She takes the clients to lunch once a week in local restaurants and acknowledges that their reception as they arrive with walking frames and wheelchairs has varied widely. “I always try to tip generously,” she says, “but some servers really earn those tips by making my people feel welcome and as important as any other client.”
Having just survived a major milestone birthday myself, I’m a little grumpy on the whole subject of aging this month. I’m not at all confident that our society has figured out how to deal with the entire issue of staffing and financing elder care or even focused sufficient attention on it. But it’s awfully reassuring to know that someone like Marian Steffes is hard at work trying to make a difference in one small corner of Montana.
[End of article]
Marjorie, I live in North Dakota and we have the same problem. Also, the frustration your friends endure as caregivers is what I wrote about in my caregiver's support book.

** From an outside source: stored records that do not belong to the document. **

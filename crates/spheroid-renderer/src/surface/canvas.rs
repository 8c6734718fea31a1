//! In-memory RGBA pixel surface.

use image::{Rgba, RgbaImage};
use spheroid_common::{Color, Size};

use super::DrawSurface;

/// A [`DrawSurface`] backed by an [`RgbaImage`].
///
/// Polygons are filled with an even-odd scanline rule sampled at pixel
/// centers; the outline is a 1px line blended over the fill.
#[derive(Debug, Clone)]
pub struct PixelCanvas {
    image: RgbaImage,
    scratch: Vec<f64>,
}

impl PixelCanvas {
    pub fn new(width: u32, height: u32) -> Self {
        Self {
            image: RgbaImage::new(width, height),
            scratch: Vec::new(),
        }
    }

    /// Reallocate for a new size. Contents are discarded.
    pub fn resize(&mut self, width: u32, height: u32) {
        if self.image.width() != width || self.image.height() != height {
            self.image = RgbaImage::new(width, height);
        }
    }

    pub fn pixel(&self, x: u32, y: u32) -> Option<Color> {
        if x >= self.image.width() || y >= self.image.height() {
            return None;
        }
        let Rgba([r, g, b, a]) = *self.image.get_pixel(x, y);
        Some(Color::from_rgba(r, g, b, a))
    }

    fn blend(&mut self, x: i64, y: i64, color: Color) {
        if x < 0 || y < 0 || x >= self.image.width() as i64 || y >= self.image.height() as i64 {
            return;
        }
        let px = self.image.get_pixel_mut(x as u32, y as u32);
        let Rgba([r, g, b, a]) = *px;
        let out = color.blend_over(Color::from_rgba(r, g, b, a));
        *px = Rgba([out.r, out.g, out.b, out.a]);
    }

    fn fill_span(&mut self, y: i64, x0: f64, x1: f64, color: Color) {
        // Pixels whose centers fall in [x0, x1).
        let start = (x0 - 0.5).ceil().max(0.0) as i64;
        let end = ((x1 - 0.5).ceil() as i64).min(self.image.width() as i64);
        for x in start..end {
            self.blend(x, y, color);
        }
    }

    fn fill(&mut self, points: &[[f64; 2]], color: Color) {
        let (min_y, max_y) = points
            .iter()
            .fold((f64::INFINITY, f64::NEG_INFINITY), |(lo, hi), p| {
                (lo.min(p[1]), hi.max(p[1]))
            });
        let first_row = (min_y - 0.5).ceil().max(0.0) as i64;
        let last_row = ((max_y - 0.5).floor() as i64).min(self.image.height() as i64 - 1);

        let mut xs = std::mem::take(&mut self.scratch);
        for y in first_row..=last_row {
            let sample_y = y as f64 + 0.5;
            xs.clear();
            for (k, a) in points.iter().enumerate() {
                let b = points[(k + 1) % points.len()];
                // Half-open in y so shared vertices count once.
                if (a[1] <= sample_y) != (b[1] <= sample_y) {
                    let t = (sample_y - a[1]) / (b[1] - a[1]);
                    xs.push(a[0] + t * (b[0] - a[0]));
                }
            }
            xs.sort_by(f64::total_cmp);
            for pair in xs.chunks_exact(2) {
                self.fill_span(y, pair[0], pair[1], color);
            }
        }
        self.scratch = xs;
    }

    fn line(&mut self, a: [f64; 2], b: [f64; 2], color: Color) {
        let (dx, dy) = (b[0] - a[0], b[1] - a[1]);
        let steps = dx.abs().max(dy.abs()).ceil().clamp(1.0, 16_384.0) as i64;
        // Skip the end point; the next edge starts there.
        for s in 0..steps {
            let t = s as f64 / steps as f64;
            let x = (a[0] + t * dx).floor() as i64;
            let y = (a[1] + t * dy).floor() as i64;
            self.blend(x, y, color);
        }
    }
}

impl DrawSurface for PixelCanvas {
    fn size(&self) -> Size {
        Size::new(self.image.width(), self.image.height())
    }

    fn clear(&mut self, color: Color) {
        let fill = Rgba([color.r, color.g, color.b, color.a]);
        for px in self.image.pixels_mut() {
            *px = fill;
        }
    }

    fn fill_polygon(&mut self, points: &[[f64; 2]], fill: Color, stroke: Color) {
        if points.len() < 3 || points.iter().flatten().any(|v| !v.is_finite()) {
            return;
        }
        self.fill(points, fill);
        if stroke.a > 0 {
            for (k, &a) in points.iter().enumerate() {
                self.line(a, points[(k + 1) % points.len()], stroke);
            }
        }
    }
}
#[test]
fn test_paging_draws_incoming_above_current() {
    let red = Color::rgb(1., 0., 0.);
    let blue = Color::rgb(0., 0., 1.);

    let mut tree = ViewTree::new();
    let paging = PagingContainer::new(&mut tree, page_template);
    let host = Arc::new(HeadlessHost::new(10, 10));
    tree.set_root(paging.id(), host.clone()).unwrap();
    tree.layout(paging.id(), Rect::from_xywh(0., 0., 10., 10.));
    paging.set_items(&mut tree, Some(ObservableList::from(vec![red, blue])));

    let bitmap = host.render(&tree);
    assert_eq!(bitmap.pixel(5, 5), [1., 0., 0., 1.]);

    paging.animate_to_page(&mut tree, 1);
    let bitmap = host.render(&tree);
    assert_eq!(
        bitmap.pixel(9, 5),
        [1., 0., 0., 1.],
        "the incoming page starts outside the clip"
    );

    // pile both pages on top of each other
    let current = paging.current_view(&tree).unwrap();
    let incoming = paging.incoming_view(&tree).unwrap();
    tree.set_translation(current, Vector2::zero());
    tree.set_translation(incoming, Vector2::zero());
    let bitmap = host.render(&tree);
    assert_eq!(bitmap.pixel(5, 5), [0., 0., 1., 1.]);
}

#[test]
fn test_paging_removal_takes_pages_along() {
    let (mut tree, paging) = paging_fixture(vec!["a", "b"]);
    paging.animate_to_page(&mut tree, 1);
    assert_eq!(tree.len(), 3);

    tree.remove_view(paging.id());
    assert!(tree.is_empty());
    assert!(!tree.animator().is_animating(), "page animations are cancelled");
    tree.tick(Duration::from_secs(1));
    assert_eq!(paging.current_view(&tree), None);
}

#[test]
fn test_paging_slides_after_idle_gap() {
    let (mut tree, paging) = paging_fixture(vec!["a", "b", "c"]);
    let ms = Duration::from_millis;
    tree.tick(ms(10_000));

    paging.animate_to_page(&mut tree, 1);
    let incoming = paging.incoming_view(&tree).unwrap();
    tree.tick(ms(10_016));
    assert!(
        paging.is_transitioning(&tree),
        "a slide must not finish on its first frame"
    );
    assert_eq!(tree.get(incoming).unwrap().translation, Vector2::new(100., 0.));

    tree.tick(ms(10_141));
    let halfway = tree.get(incoming).unwrap().translation.x;
    assert!((halfway - 50.).abs() < 1e-9, "incoming page at {}", halfway);

    tree.tick(ms(10_266));
    assert!(!paging.is_transitioning(&tree));
    assert_eq!(paging.current_view(&tree), Some(incoming));
}

#[test]
fn test_paging_reconciles_during_transition() {
    let (mut tree, paging) = paging_fixture(vec!["a", "b", "c"]);
    let items = paging.items(&tree).unwrap();
    paging.animate_to_page(&mut tree, 1);
    let incoming = paging.incoming_view(&tree);

    items.set(1, "q");
    tree.poll();
    assert!(!paging.is_transitioning(&tree), "the slide is torn down");
    let current = paging.current_view(&tree);
    assert_ne!(current, incoming);
    assert_eq!(bound_item(&tree, current), Some("q"));
    assert_eq!(paging.selected_index(&tree), Some(1));
    assert_eq!(paging.visible_page_index(&tree), Some(1));
    assert_eq!(tree.len(), 2);
    assert!(!tree.animator().is_animating());

    // the torn-down transition must never complete
    settle(&mut tree);
    assert_eq!(paging.current_view(&tree), current);
    assert_eq!(bound_item(&tree, current), Some("q"));
    assert_eq!(tree.len(), 2);
}
#[test]
fn test_raster_transforms_and_clip() {
    let mut canvas = RasterCanvas::new(10, 10);
    let count = canvas.save();
    canvas.translate(Vector2::new(5., 5.));
    canvas.scale(2.);
    canvas.translate(Vector2::new(-5., -5.));
    canvas.clip_rect(Rect::from_xywh(3., 3., 2., 4.));
    canvas.fill_rect(Rect::from_xywh(0., 0., 10., 10.), Color::WHITE);
    canvas.restore_to_count(count);
    canvas.fill_rect(Rect::from_xywh(9., 9., 1., 1.), Color::BLACK);
    let bitmap = canvas.into_bitmap();

    // the clip maps to (1, 1, 4, 8) in device space
    assert_pixel(&bitmap, 1, 1, [1., 1., 1., 1.]);
    assert_pixel(&bitmap, 4, 8, [1., 1., 1., 1.]);
    assert_pixel(&bitmap, 5, 5, [0., 0., 0., 0.]);
    assert_pixel(&bitmap, 0, 0, [0., 0., 0., 0.]);
    assert_pixel(&bitmap, 9, 9, [0., 0., 0., 1.]);
}

#[test]
fn test_opaque_and_composited_paths_agree() {
    let mut tree = ViewTree::new();
    let host = Arc::new(HeadlessHost::new(16, 16));
    let view = tree.insert(
        ViewNode::new()
            .background(Color::rgba(0.8, 0.1, 0.1, 0.6))
            .frame(Color::rgba(0.1, 0.1, 0.9, 0.7), 2.)
            .drawing(|canvas, info| {
                let r = info.render_bounds;
                canvas.fill_rect(
                    Rect::from_xywh(r.x() + 2., r.y() + 2., 5., 5.),
                    Color::rgba(0.2, 0.9, 0.3, 0.4),
                );
            }),
    );
    let child = tree.insert(ViewNode::new().background(Color::rgba(1., 1., 0., 0.5)));
    tree.add_subview(view, child).unwrap();
    tree.set_root(view, host.clone()).unwrap();
    tree.layout(view, Rect::from_xywh(2., 2., 12., 12.));
    tree.layout(child, Rect::from_xywh(4., 4., 8., 8.));

    let mut direct = RasterCanvas::new(16, 16);
    direct.fill_rect(Rect::from_xywh(0., 0., 16., 16.), Color::rgb(0.3, 0.3, 0.3));
    let mut composited = RasterCanvas::new(16, 16);
    composited.fill_rect(Rect::from_xywh(0., 0., 16., 16.), Color::rgb(0.3, 0.3, 0.3));

    tree.draw(view, &mut direct);
    assert_eq!(host.surfaces_created(), 0, "opaque views don’t need a surface");

    let mut surface = host.create_opacity_surface();
    tree.paint_content(view, surface.canvas());
    let image = surface.snapshot();
    composited.draw_image(&image, Point2::new(0., 0.), 1.);

    let difference = direct.bitmap().max_difference(composited.bitmap());
    assert!(difference < 1e-9, "paths differ by {}", difference);
}
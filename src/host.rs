use crate::canvas::{Canvas, Image};

/// Connects a view tree to whatever owns the drawable surface.
///
/// The root view holds the host; all other views resolve it through their superviews.
pub trait Host: Send + Sync {
    /// Requests a repaint of the whole surface at the next frame.
    ///
    /// May be called many times per frame; implementations should coalesce.
    fn invalidate(&self);

    /// Creates an off-screen surface the size of the drawable surface.
    ///
    /// Used to paint translucent subtrees as one unit.
    fn create_opacity_surface(&self) -> Box<dyn OpacitySurface>;
}

/// An off-screen paint target.
///
/// Dropped right after its snapshot has been composited.
pub trait OpacitySurface {
    fn canvas(&mut self) -> &mut dyn Canvas;

    /// Captures the current contents.
    fn snapshot(&mut self) -> Image;
}
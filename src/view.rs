use crate::canvas::Canvas;
use crate::color::Color;
use crate::events::{Gesture, GestureRecognizer, GestureTarget};
use crate::host::Host;
use crate::rect::{Insets, Rect};
use crate::tree::ViewTree;
use cgmath::{Point2, Vector2, Zero};
use core::any::Any;
use core::fmt;
use std::sync::Arc;
use uuid::Uuid;

/// Threshold below which scale and opacity are considered to be exactly one.
pub const EPSILON: f64 = 1e-4;

/// A unique identifier for a view.
///
/// (this is just a UUID)
#[repr(C)]
#[derive(Debug, Clone, Copy, PartialEq, Eq, PartialOrd, Ord, Hash)]
pub struct ViewId(u32, u16, u16, [u8; 8]);

impl ViewId {
    pub(crate) fn new() -> ViewId {
        let uuid = Uuid::new_v4();
        let (a, b, c, d) = uuid.as_fields();
        ViewId(a, b, c, *d)
    }
}

/// Custom drawing callback; called after the background and frame have been painted.
pub type DrawCallback = Arc<dyn Fn(&mut dyn Canvas, &DrawInfo) + Send + Sync>;

/// What a drawing callback gets to know about its view.
pub struct DrawInfo<'a> {
    pub view: ViewId,
    pub node: &'a ViewNode,
    /// Where the view is on the canvas, before scaling.
    pub render_bounds: Rect,
}

/// How a view is placed along one axis when it gets more space than it asked for.
#[derive(Debug, Clone, Copy, PartialEq, Eq)]
pub enum LayoutOptions {
    Start,
    Center,
    End,
    Fill,
}

impl Default for LayoutOptions {
    fn default() -> Self {
        LayoutOptions::Fill
    }
}

impl LayoutOptions {
    /// Places a span of `requested` length inside `available`; returns (offset, length).
    pub fn place(self, available: f64, requested: f64) -> (f64, f64) {
        if self == LayoutOptions::Fill || !requested.is_finite() {
            return (0., available);
        }
        let length = requested.min(available).max(0.);
        match self {
            LayoutOptions::Start | LayoutOptions::Fill => (0., length),
            LayoutOptions::Center => ((available - length) / 2., length),
            LayoutOptions::End => (available - length, length),
        }
    }
}

/// A node in the view tree.
///
/// Geometry (`bounds`) is written by layout only. Translation, scale and opacity are never touched
/// by layout; they belong to whoever animates or assigns them.
pub struct ViewNode {
    pub(crate) bounds: Rect,

    /// Requested width, or a negative value if unconstrained.
    pub width_request: f64,

    /// Requested height, or a negative value if unconstrained.
    pub height_request: f64,

    pub margin: Insets,
    pub horizontal_options: LayoutOptions,
    pub vertical_options: LayoutOptions,

    /// Offset from the layout position.
    pub translation: Vector2<f64>,

    /// Uniform scale around the center of the render bounds.
    pub scale: f64,

    /// Background color, with which the render bounds will be filled.
    pub background: Color,

    pub frame_color: Color,
    pub frame_thickness: f64,

    /// View opacity, in `0..=1`. Translucent views are painted off-screen and composited.
    pub opacity: f64,

    /// Invisible views skip layout and drawing entirely.
    pub is_visible: bool,

    /// Whether contents will be clipped to the view’s render bounds.
    pub clip_to_bounds: bool,

    pub drawing: Option<DrawCallback>,
    pub gesture_recognizers: Vec<GestureRecognizer>,

    pub(crate) binding_context: Option<Arc<dyn Any + Send + Sync>>,
    pub(crate) parent: Option<ViewId>,
    pub(crate) subviews: Vec<ViewId>,
    pub(crate) container: Option<Arc<dyn Host>>,
    pub(crate) delegate: Option<Box<dyn Delegate>>,
}

struct DebugifyOption<'a, T>(&'a Option<T>);
impl<'a, T> fmt::Debug for DebugifyOption<'a, T> {
    fn fmt(&self, f: &mut fmt::Formatter) -> fmt::Result {
        if self.0.is_some() {
            write!(f, "Some(..)")
        } else {
            write!(f, "None")
        }
    }
}
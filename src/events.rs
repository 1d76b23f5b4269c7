//! Gestures.

use crate::view::ViewId;
use cgmath::Point2;
use core::fmt;
use parking_lot::Mutex;
use std::sync::Arc;

/// Kinds of gesture recognizers.
#[repr(u8)]
#[derive(Debug, Clone, Copy, PartialEq, Eq, Hash)]
pub enum GestureKind {
    Swipe = 0,
    Tap = 1,
}

/// A recognized gesture, delivered to a view as a discrete notification.
#[derive(Debug, Clone, Copy, PartialEq)]
pub enum Gesture {
    /// The finger moved towards the left; i.e. the user wants to see what’s on the right.
    SwipeLeft,
    /// The finger moved towards the right.
    SwipeRight,
    /// A tap at a location in the window coordinate system.
    Tap(Point2<f64>),
}

impl Gesture {
    pub fn kind(&self) -> GestureKind {
        match self {
            Gesture::SwipeLeft | Gesture::SwipeRight => GestureKind::Swipe,
            Gesture::Tap(_) => GestureKind::Tap,
        }
    }
}

pub struct EventHandler<Type>(Arc<Mutex<dyn FnMut(&Type) + Send>>);

impl<T> Clone for EventHandler<T> {
    fn clone(&self) -> Self {
        EventHandler(Arc::clone(&self.0))
    }
}

impl<T> EventHandler<T> {
    pub fn new<F: 'static + FnMut(&T) + Send>(handler: F) -> Self {
        EventHandler(Arc::new(Mutex::new(handler)))
    }

    pub fn call(&self, event: &T) {
        let mut handler = self.0.lock();
        (&mut *handler)(event);
    }
}

impl<T> fmt::Debug for EventHandler<T> {
    fn fmt(&self, f: &mut fmt::Formatter) -> fmt::Result {
        write!(f, "EventHandler(..)")
    }
}

/// A gesture recognizer attached to a view.
///
/// Recognition itself happens in the host; the recognizer marks the view as interested in a kind
/// of gesture and optionally carries a handler that is called when one is delivered.
#[derive(Debug, Clone)]
pub struct GestureRecognizer {
    kind: GestureKind,
    handler: Option<EventHandler<Gesture>>,
}

impl GestureRecognizer {
    pub fn swipe() -> GestureRecognizer {
        GestureRecognizer {
            kind: GestureKind::Swipe,
            handler: None,
        }
    }

    pub fn tap() -> GestureRecognizer {
        GestureRecognizer {
            kind: GestureKind::Tap,
            handler: None,
        }
    }

    pub fn with_handler<F: 'static + FnMut(&Gesture) + Send>(mut self, handler: F) -> Self {
        self.handler = Some(EventHandler::new(handler));
        self
    }

    pub fn kind(&self) -> GestureKind {
        self.kind
    }

    pub fn accepts(&self, gesture: &Gesture) -> bool {
        gesture.kind() == self.kind
    }

    pub(crate) fn fire(&self, gesture: &Gesture) {
        if let Some(handler) = &self.handler {
            handler.call(gesture);
        }
    }
}

/// A hit-test match: a view and one of its recognizers.
#[derive(Debug, Clone)]
pub struct GestureTarget {
    pub view: ViewId,
    pub recognizer: GestureRecognizer,
}

#[test]
fn test_recognizer_fires_handler() {
    use std::sync::atomic::{AtomicUsize, Ordering};

    let count = Arc::new(AtomicUsize::new(0));
    let count2 = Arc::clone(&count);
    let recognizer = GestureRecognizer::swipe().with_handler(move |gesture| {
        assert_eq!(*gesture, Gesture::SwipeLeft);
        count2.fetch_add(1, Ordering::SeqCst);
    });

    assert!(recognizer.accepts(&Gesture::SwipeLeft));
    assert!(!recognizer.accepts(&Gesture::Tap(Point2::new(0., 0.))));
    recognizer.fire(&Gesture::SwipeLeft);
    recognizer.clone().fire(&Gesture::SwipeLeft);
    assert_eq!(
        count.load(Ordering::SeqCst),
        2,
        "clones should share the same handler"
    );
}
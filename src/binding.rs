//! Observable values and collections.
//!
//! These are the bindable sources views read from. Observers are notified synchronously;
//! notifications that need the view tree to react travel through channels that the tree drains in
//! [`ViewTree::poll`](crate::ViewTree::poll).

use crate::events::EventHandler;
use crossbeam::channel::{self, Receiver, Sender};
use parking_lot::{Mutex, RwLock};
use std::sync::atomic::{AtomicU64, Ordering};
use std::sync::Arc;

/// Identifies an observer registration.
#[derive(Debug, Clone, Copy, PartialEq, Eq, Hash)]
pub struct SubscriptionId(u64);

struct Shared<T> {
    value: RwLock<T>,
    observers: Mutex<Vec<(SubscriptionId, EventHandler<T>)>>,
    next_id: AtomicU64,
    external_writes: (Sender<T>, Receiver<T>),
}

/// A shared value with change observers.
///
/// Writes come in two flavors: [`set`](Observable::set) is an *external* write (e.g. from a view
/// model bound to a view property), which the owning view picks up and reacts to, while
/// [`set_internal`](Observable::set_internal) is the owner committing its own state. Both notify
/// observers, but only external writes are queued for the owner, so a view writing back its own
/// state never triggers itself.
pub struct Observable<T> {
    shared: Arc<Shared<T>>,
}

impl<T> Clone for Observable<T> {
    fn clone(&self) -> Self {
        Observable {
            shared: Arc::clone(&self.shared),
        }
    }
}

impl<T: Clone + Send + 'static> Observable<T> {
    pub fn new(value: T) -> Observable<T> {
        Observable {
            shared: Arc::new(Shared {
                value: RwLock::new(value),
                observers: Mutex::new(Vec::new()),
                next_id: AtomicU64::new(0),
                external_writes: channel::unbounded(),
            }),
        }
    }

    pub fn get(&self) -> T {
        self.shared.value.read().clone()
    }

    /// Writes a new value from outside the owner.
    pub fn set(&self, value: T) {
        self.store(value.clone());
        // the receiver lives in `shared`, so this can’t be disconnected
        let _ = self.shared.external_writes.0.send(value);
    }

    /// Commits a value from the owner.
    pub fn set_internal(&self, value: T) {
        self.store(value);
    }

    fn store(&self, value: T) {
        *self.shared.value.write() = value.clone();

        // clone the list so observers may subscribe or unsubscribe while being notified
        let observers: Vec<_> = self
            .shared
            .observers
            .lock()
            .iter()
            .map(|(_, handler)| handler.clone())
            .collect();
        for observer in observers {
            observer.call(&value);
        }
    }

    /// Registers an observer that is called with every new value.
    pub fn subscribe<F: 'static + FnMut(&T) + Send>(&self, observer: F) -> SubscriptionId {
        let id = SubscriptionId(self.shared.next_id.fetch_add(1, Ordering::Relaxed));
        self.shared
            .observers
            .lock()
            .push((id, EventHandler::new(observer)));
        id
    }

    pub fn unsubscribe(&self, id: SubscriptionId) {
        self.shared.observers.lock().retain(|(i, _)| *i != id);
    }

    /// Drains queued external writes and returns the most recent one.
    pub(crate) fn take_external_write(&self) -> Option<T> {
        self.shared.external_writes.1.try_iter().last()
    }
}

impl<T: Clone + Send + std::fmt::Debug + 'static> std::fmt::Debug for Observable<T> {
    fn fmt(&self, f: &mut std::fmt::Formatter) -> std::fmt::Result {
        write!(f, "Observable({:?})", self.get())
    }
}

/// A change to an [`ObservableList`].
#[derive(Debug, Clone, Copy, PartialEq, Eq)]
pub enum CollectionChange {
    /// `count` items were inserted at `index`.
    Insert { index: usize, count: usize },
    /// `count` items were removed from `index`.
    Remove { index: usize, count: usize },
    /// The item at `index` was replaced.
    Replace { index: usize },
    /// Anything could have changed.
    Reset,
}

struct ListShared<T> {
    items: RwLock<Vec<T>>,
    listeners: Mutex<Vec<Sender<CollectionChange>>>,
}

/// A shared, change-notifying list of items.
///
/// Clones refer to the same list.
pub struct ObservableList<T> {
    shared: Arc<ListShared<T>>,
}

impl<T> Clone for ObservableList<T> {
    fn clone(&self) -> Self {
        ObservableList {
            shared: Arc::clone(&self.shared),
        }
    }
}

impl<T> PartialEq for ObservableList<T> {
    /// Identity comparison.
    fn eq(&self, other: &ObservableList<T>) -> bool {
        Arc::ptr_eq(&self.shared, &other.shared)
    }
}

impl<T: std::fmt::Debug> std::fmt::Debug for ObservableList<T> {
    fn fmt(&self, f: &mut std::fmt::Formatter) -> std::fmt::Result {
        f.debug_list().entries(self.shared.items.read().iter()).finish()
    }
}

impl<T: Clone> ObservableList<T> {
    pub fn new() -> ObservableList<T> {
        ObservableList::from(Vec::new())
    }

    pub fn len(&self) -> usize {
        self.shared.items.read().len()
    }

    pub fn is_empty(&self) -> bool {
        self.len() == 0
    }

    pub fn get(&self, index: usize) -> Option<T> {
        self.shared.items.read().get(index).cloned()
    }

    pub fn to_vec(&self) -> Vec<T> {
        self.shared.items.read().clone()
    }

    pub fn push(&self, item: T) {
        let index = {
            let mut items = self.shared.items.write();
            items.push(item);
            items.len() - 1
        };
        self.notify(CollectionChange::Insert { index, count: 1 });
    }

    /// # Panics
    /// - if `index > len`
    pub fn insert(&self, index: usize, item: T) {
        self.shared.items.write().insert(index, item);
        self.notify(CollectionChange::Insert { index, count: 1 });
    }

    /// Removes and returns the item at `index`, if it exists.
    pub fn remove(&self, index: usize) -> Option<T> {
        let removed = {
            let mut items = self.shared.items.write();
            if index < items.len() {
                Some(items.remove(index))
            } else {
                None
            }
        };
        if removed.is_some() {
            self.notify(CollectionChange::Remove { index, count: 1 });
        }
        removed
    }

    /// Replaces the item at `index`; returns false if there is no such item.
    pub fn set(&self, index: usize, item: T) -> bool {
        let replaced = match self.shared.items.write().get_mut(index) {
            Some(slot) => {
                *slot = item;
                true
            }
            None => false,
        };
        if replaced {
            self.notify(CollectionChange::Replace { index });
        }
        replaced
    }

    /// Shortens the list to `len` items.
    pub fn truncate(&self, len: usize) {
        let count = {
            let mut items = self.shared.items.write();
            let count = items.len().saturating_sub(len);
            items.truncate(len);
            count
        };
        if count > 0 {
            self.notify(CollectionChange::Remove { index: len, count });
        }
    }

    pub fn clear(&self) {
        self.shared.items.write().clear();
        self.notify(CollectionChange::Reset);
    }

    /// Replaces all items.
    pub fn reset(&self, items: Vec<T>) {
        *self.shared.items.write() = items;
        self.notify(CollectionChange::Reset);
    }

    /// Returns a receiver for all future changes. Dropping it unsubscribes.
    pub fn subscribe(&self) -> Receiver<CollectionChange> {
        let (sender, receiver) = channel::unbounded();
        self.shared.listeners.lock().push(sender);
        receiver
    }

    fn notify(&self, change: CollectionChange) {
        // drop listeners whose receivers are gone
        self.shared
            .listeners
            .lock()
            .retain(|sender| sender.send(change).is_ok());
    }
}

impl<T: Clone> Default for ObservableList<T> {
    fn default() -> Self {
        ObservableList::new()
    }
}

impl<T> From<Vec<T>> for ObservableList<T> {
    fn from(items: Vec<T>) -> Self {
        ObservableList {
            shared: Arc::new(ListShared {
                items: RwLock::new(items),
                listeners: Mutex::new(Vec::new()),
            }),
        }
    }
}

#[test]
fn test_observable_write_channels() {
    let value = Observable::new(0usize);
    let seen = Arc::new(Mutex::new(Vec::new()));
    let seen2 = Arc::clone(&seen);
    let sub = value.subscribe(move |v| seen2.lock().push(*v));

    value.set_internal(1);
    assert_eq!(value.take_external_write(), None, "internal writes are not queued");

    value.set(2);
    value.set(3);
    assert_eq!(value.get(), 3);
    assert_eq!(
        value.take_external_write(),
        Some(3),
        "only the latest external write matters"
    );
    assert_eq!(value.take_external_write(), None);

    value.unsubscribe(sub);
    value.set_internal(4);
    assert_eq!(*seen.lock(), vec![1, 2, 3], "observers see every write until unsubscribed");
}

#[test]
fn test_list_notifications() {
    let list = ObservableList::from(vec!['a', 'b', 'c', 'd']);
    let changes = list.subscribe();

    list.push('e');
    list.truncate(3);
    list.remove(10);
    list.set(0, 'z');
    list.clear();

    let received: Vec<_> = changes.try_iter().collect();
    assert_eq!(
        received,
        vec![
            CollectionChange::Insert { index: 4, count: 1 },
            CollectionChange::Remove { index: 3, count: 2 },
            CollectionChange::Replace { index: 0 },
            CollectionChange::Reset,
        ]
    );

    drop(changes);
    list.push('x');
    assert_eq!(
        list.shared.listeners.lock().len(),
        0,
        "dropped receivers should be pruned"
    );
    assert_eq!(list.to_vec(), vec!['x']);
}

Home care workers who don't show up, caregivers with depression, nervous breakdowns and cancer - all casualties of the trenches.
It is not always the best solution for anyone, including the elder, for them to stay in their own home. There are options that can work better. We don't stop being caregivers when they reside in an appropritate facility. It's still work We're still on call. But, in some cases, this is the best solution.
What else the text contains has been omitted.